(Your task) Restate the data exactly, with nothing altered.

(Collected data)
....................
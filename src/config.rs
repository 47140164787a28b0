//! Run configuration.
//!
//! Every setting has a default, so a config file only needs the values it
//! changes:
//!
//! ```toml
//! # rusty-jcamp.toml
//! [axis]
//! start = 400.0
//! end = 4000.0
//! points = 3600
//!
//! [smoothing]
//! window = 17
//! order = 3
//!
//! [run]
//! parallel = true
//! output = "espectros_processados.csv"
//! ```

use std::path::{Path, PathBuf};

use anyhow::{Context, Result};
use serde::{Deserialize, Serialize};

use crate::data::model::CommonAxis;
use crate::data::smooth::SavitzkyGolay;

/// Default output file name of the CSV matrix.
pub const DEFAULT_OUTPUT: &str = "espectros_processados.csv";

/// Invalid combination of run parameters, rejected before any processing.
#[derive(Debug, Clone, PartialEq, thiserror::Error)]
pub enum ConfigError {
    #[error("axis bounds must be finite with start < end (got {start}..{end})")]
    InvalidAxisRange { start: f64, end: f64 },

    #[error("axis needs at least 2 points (got {0})")]
    TooFewPoints(usize),

    #[error("smoothing window must be odd and positive (got {0})")]
    EvenWindow(usize),

    #[error("polynomial order {order} must be smaller than the window {window}")]
    OrderTooHigh { order: usize, window: usize },
}

// ---------------------------------------------------------------------------
// Sections
// ---------------------------------------------------------------------------

/// Shared wavenumber axis every spectrum is resampled onto.
#[derive(Debug, Clone, PartialEq, Serialize, Deserialize)]
#[serde(default)]
pub struct AxisConfig {
    /// First wavenumber (cm⁻¹).
    pub start: f64,
    /// Last wavenumber (cm⁻¹), included.
    pub end: f64,
    /// Number of samples.
    pub points: usize,
}

impl Default for AxisConfig {
    fn default() -> Self {
        Self {
            start: 400.0,
            end: 4000.0,
            points: 3600,
        }
    }
}

impl AxisConfig {
    pub fn build(&self) -> Result<CommonAxis, ConfigError> {
        if !(self.start.is_finite() && self.end.is_finite() && self.start < self.end) {
            return Err(ConfigError::InvalidAxisRange {
                start: self.start,
                end: self.end,
            });
        }
        if self.points < 2 {
            return Err(ConfigError::TooFewPoints(self.points));
        }
        Ok(CommonAxis::linspace(self.start, self.end, self.points))
    }
}

/// Savitzky–Golay parameters.
#[derive(Debug, Clone, PartialEq, Serialize, Deserialize)]
#[serde(default)]
pub struct SmoothingConfig {
    /// Window length in samples (odd). Larger smooths more and loses detail.
    pub window: usize,
    /// Polynomial order; 2 or 3 keeps peak shapes.
    pub order: usize,
}

impl Default for SmoothingConfig {
    fn default() -> Self {
        Self {
            window: 17,
            order: 3,
        }
    }
}

/// Everything the core needs to process a batch.
#[derive(Debug, Clone, PartialEq, Serialize, Deserialize)]
pub struct PipelineConfig {
    #[serde(default)]
    pub axis: AxisConfig,
    #[serde(default)]
    pub smoothing: SmoothingConfig,
    /// Process spectra on the rayon thread pool.
    #[serde(default = "default_parallel")]
    pub parallel: bool,
}

fn default_parallel() -> bool {
    true
}

impl Default for PipelineConfig {
    fn default() -> Self {
        Self {
            axis: AxisConfig::default(),
            smoothing: SmoothingConfig::default(),
            parallel: default_parallel(),
        }
    }
}

impl PipelineConfig {
    /// Validate and build the immutable per-run state.
    pub fn prepare(&self) -> Result<Pipeline, ConfigError> {
        Ok(Pipeline {
            axis: self.axis.build()?,
            smoother: SavitzkyGolay::new(self.smoothing.window, self.smoothing.order)?,
            parallel: self.parallel,
        })
    }
}

/// Validated, read-only state shared by every spectrum of a run.
#[derive(Debug, Clone)]
pub struct Pipeline {
    pub axis: CommonAxis,
    pub smoother: SavitzkyGolay,
    pub parallel: bool,
}

// ---------------------------------------------------------------------------
// Whole run: pipeline + where the matrix goes
// ---------------------------------------------------------------------------

/// Settings of one conversion run, built by the CLI or the GUI.
#[derive(Debug, Clone, PartialEq)]
pub struct RunConfig {
    pub pipeline: PipelineConfig,
    pub output: PathBuf,
}

impl Default for RunConfig {
    fn default() -> Self {
        Self {
            pipeline: PipelineConfig::default(),
            output: PathBuf::from(DEFAULT_OUTPUT),
        }
    }
}

/// On-disk layout of a config file.
#[derive(Debug, Default, Deserialize)]
struct ConfigFile {
    #[serde(default)]
    axis: AxisConfig,
    #[serde(default)]
    smoothing: SmoothingConfig,
    #[serde(default)]
    run: RunSection,
}

#[derive(Debug, Default, Deserialize)]
struct RunSection {
    parallel: Option<bool>,
    output: Option<PathBuf>,
}

impl RunConfig {
    /// Load configuration from a TOML file.
    pub fn from_file(path: &Path) -> Result<Self> {
        let content = std::fs::read_to_string(path)
            .with_context(|| format!("Failed to read config file: {}", path.display()))?;
        Self::from_toml(&content)
    }

    /// Parse configuration from a TOML string; missing keys keep defaults.
    pub fn from_toml(content: &str) -> Result<Self> {
        let file: ConfigFile =
            toml::from_str(content).context("Failed to parse TOML configuration")?;
        Ok(Self {
            pipeline: PipelineConfig {
                axis: file.axis,
                smoothing: file.smoothing,
                parallel: file.run.parallel.unwrap_or_else(default_parallel),
            },
            output: file
                .run
                .output
                .unwrap_or_else(|| PathBuf::from(DEFAULT_OUTPUT)),
        })
    }
}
....................
(Answer section)
filename src/config.rs
repository 47140164787a28b0
//! Run configuration.
//!
//! Every setting has a default, so a config file only needs the values it
//! changes:
//!
//! ```toml
//! # rusty-jcamp.toml
//! [axis]
//! start = 400.0
//! end = 4000.0
//! points = 3600
//!
//! [smoothing]
//! window = 17
//! order = 3
//!
//! [run]
//! parallel = true
//! output = "espectros_processados.csv"
//! ```

use std::path::{Path, PathBuf};

use anyhow::{Context, Result};
use serde::{Deserialize, Serialize};

use crate::data::model::CommonAxis;
use crate::data::smooth::SavitzkyGolay;

/// Default output file name of the CSV matrix.
pub const DEFAULT_OUTPUT: &str = "espectros_processados.csv";

/// Invalid combination of run parameters, rejected before any processing.
#[derive(Debug, Clone, PartialEq, thiserror::Error)]
pub enum ConfigError {
    #[error("axis bounds must be finite with start < end (got {start}..{end})")]
    InvalidAxisRange { start: f64, end: f64 },

    #[error("axis needs at least 2 points (got {0})")]
    TooFewPoints(usize),

    #[error("smoothing window must be odd and positive (got {0})")]
    EvenWindow(usize),

    #[error("polynomial order {order} must be smaller than the window {window}")]
    OrderTooHigh { order: usize, window: usize },
}

// ---------------------------------------------------------------------------
// Sections
// ---------------------------------------------------------------------------

/// Shared wavenumber axis every spectrum is resampled onto.
#[derive(Debug, Clone, PartialEq, Serialize, Deserialize)]
#[serde(default)]
pub struct AxisConfig {
    /// First wavenumber (cm⁻¹).
    pub start: f64,
    /// Last wavenumber (cm⁻¹), included.
    pub end: f64,
    /// Number of samples.
    pub points: usize,
}

impl Default for AxisConfig {
    fn default() -> Self {
        Self {
            start: 400.0,
            end: 4000.0,
            points: 3600,
        }
    }
}

impl AxisConfig {
    pub fn build(&self) -> Result<CommonAxis, ConfigError> {
        if !(self.start.is_finite() && self.end.is_finite() && self.start < self.end) {
            return Err(ConfigError::InvalidAxisRange {
                start: self.start,
                end: self.end,
            });
        }
        if self.points < 2 {
            return Err(ConfigError::TooFewPoints(self.points));
        }
        Ok(CommonAxis::linspace(self.start, self.end, self.points))
    }
}

/// Savitzky–Golay parameters.
#[derive(Debug, Clone, PartialEq, Serialize, Deserialize)]
#[serde(default)]
pub struct SmoothingConfig {
    /// Window length in samples (odd). Larger smooths more and loses detail.
    pub window: usize,
    /// Polynomial order; 2 or 3 keeps peak shapes.
    pub order: usize,
}

impl Default for SmoothingConfig {
    fn default() -> Self {
        Self {
            window: 17,
            order: 3,
        }
    }
}

/// Everything the core needs to process a batch.
#[derive(Debug, Clone, PartialEq, Serialize, Deserialize)]
pub struct PipelineConfig {
    #[serde(default)]
    pub axis: AxisConfig,
    #[serde(default)]
    pub smoothing: SmoothingConfig,
    /// Process spectra on the rayon thread pool.
    #[serde(default = "default_parallel")]
    pub parallel: bool,
}

fn default_parallel() -> bool {
    true
}

impl Default for PipelineConfig {
    fn default() -> Self {
        Self {
            axis: AxisConfig::default(),
            smoothing: SmoothingConfig::default(),
            parallel: default_parallel(),
        }
    }
}

impl PipelineConfig {
    /// Validate and build the immutable per-run state.
    pub fn prepare(&self) -> Result<Pipeline, ConfigError> {
        Ok(Pipeline {
            axis: self.axis.build()?,
            smoother: SavitzkyGolay::new(self.smoothing.window, self.smoothing.order)?,
            parallel: self.parallel,
        })
    }
}

/// Validated, read-only state shared by every spectrum of a run.
#[derive(Debug, Clone)]
pub struct Pipeline {
    pub axis: CommonAxis,
    pub smoother: SavitzkyGolay,
    pub parallel: bool,
}

// ---------------------------------------------------------------------------
// Whole run: pipeline + where the matrix goes
// ---------------------------------------------------------------------------

/// Settings of one conversion run, built by the CLI or the GUI.
#[derive(Debug, Clone, PartialEq)]
pub struct RunConfig {
    pub pipeline: PipelineConfig,
    pub output: PathBuf,
}

impl Default for RunConfig {
    fn default() -> Self {
        Self {
            pipeline: PipelineConfig::default(),
            output: PathBuf::from(DEFAULT_OUTPUT),
        }
    }
}

/// On-disk layout of a config file.
#[derive(Debug, Default, Deserialize)]
struct ConfigFile {
    #[serde(default)]
    axis: AxisConfig,
    #[serde(default)]
    smoothing: SmoothingConfig,
    #[serde(default)]
    run: RunSection,
}

#[derive(Debug, Default, Deserialize)]
struct RunSection {
    parallel: Option<bool>,
    output: Option<PathBuf>,
}

impl RunConfig {
    /// Load configuration from a TOML file.
    pub fn from_file(path: &Path) -> Result<Self> {
        let content = std::fs::read_to_string(path)
            .with_context(|| format!("Failed to read config file: {}", path.display()))?;
        Self::from_toml(&content)
    }

    /// Parse configuration from a TOML string; missing keys keep defaults.
    pub fn from_toml(content: &str) -> Result<Self> {
        let file: ConfigFile =
            toml::from_str(content).context("Failed to parse TOML configuration")?;
        Ok(Self {
            pipeline: PipelineConfig {
                axis: file.axis,
                smoothing: file.smoothing,
                parallel: file.run.parallel.unwrap_or_else(default_parallel),
            },
            output: file
                .run
                .output
                .unwrap_or_else(|| PathBuf::from(DEFAULT_OUTPUT)),
        })
    }
}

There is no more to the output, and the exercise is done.